Another study found that people in their late 20s and early 30s who slept less than 6.5 hours per night had the insulin sensitivity of someone more than 60 years old.

4. The Sleep Link to Brain Function and Mental Health

If you’re chronically sleep deprived, you may think you’re still driving safely and performing well at your job, but you’re probably wrong. Studies have found that people who aren’t getting enough sleep drive just as unsafely as someone who’s drunk.

“We also know that people who are sleep deprived have very poor judgment when evaluating their own performance. They think they’re doing well on memory or eye-hand coordination tests, but they’re not,” says Arand. “The memory is also slightly degraded when you’re sleep deprived, and gets worse the more deprivation you have.”

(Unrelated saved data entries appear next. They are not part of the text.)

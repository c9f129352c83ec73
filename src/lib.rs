//! Delivery estimation for checkout.
//!
//! Computes when an order will leave the warehouse and when it will
//! arrive, for every shipping method offered at checkout, and renders
//! the estimate as a short sentence ("Get them Tomorrow").
//!
//! # Modules
//!
//! - **`models`**: Domain types: `CartLine`, `ShippingConfig`, `ShippingMethod`,
//!   `WorkingCalendar`, `Classification`, `DeliveryEstimate`
//! - **`classify`**: Cart flags → `ShippingContext` via an ordered rule table
//! - **`despatch`**: Despatch day from context, cutoff and non-working days
//! - **`transit`**: Transit walking over delivery days
//! - **`format`**: Delivery titles and prefixes
//! - **`estimator`**: End-to-end pipeline and the evaluation clock
//! - **`validation`**: Merchant data checks (cutoff, transit ranges, duplicates)
//!
//! # Architecture
//!
//! A pure, synchronous pipeline: classify → despatch → transit → format.
//! No I/O and no shared mutable state; all inputs, including the clock,
//! are explicit parameters. Time zone is Europe/London throughout.

pub mod classify;
pub mod despatch;
pub mod error;
pub mod estimator;
pub mod format;
pub mod models;
pub mod transit;
pub mod validation;

pub use error::{DespatchError, DespatchResult};
pub use estimator::{EvaluationContext, Estimator};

5. The Sleep Link to Obesity

Can not getting enough sleep really make you fat? Several studies over the past decade point to a link between sleep deprivation and obesity -- in both adults and children. In one study, people who slept five hours per night were 73% more likely to become obese than those getting seven to nine nightly hours of sleep. In fact, one study found that lack of sleep was a bigger contributor to childhood obesity than any other factor.

Nobody knows exactly why this might be, but some research has pointed to hormonal imbalances as the culprit. For example, lack of sleep has been linked to lower levels of the hormone leptin, which reduces hunger.

The good news in all this is that you can repair the damage from inadequate sleep fairly quickly. “The system is very quick to respond,” says Arand. “For example, the young men in the diabetes study returned to a normal state of glucose tolerance after just a few nights of regular sleep. Many of these conditions will repair themselves -- unless, of course, you get so chronically sleep deprived that you’ve caused permanent damage to your health.”